%%

//! # PartyDJ Common Library
//!
//! Shared code for the PartyDJ services including:
//! - Error type
//! - Configuration loading (TOML, ENV, compiled defaults)
//! - Database pool initialization
//! - Event types and the EventBus
//! - SSE helpers
//! - Id and party code generation

pub mod config;
pub mod db;
pub mod error;
pub mod events;
pub mod ids;
pub mod sse;
pub mod time;

pub use error::{Error, Result};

%%

- **Task prompt**
Please return all lines in the material above that include the word "code".

- **Expected answer**
//! Shared code for the PartyDJ services including:
//! - Id and party code generation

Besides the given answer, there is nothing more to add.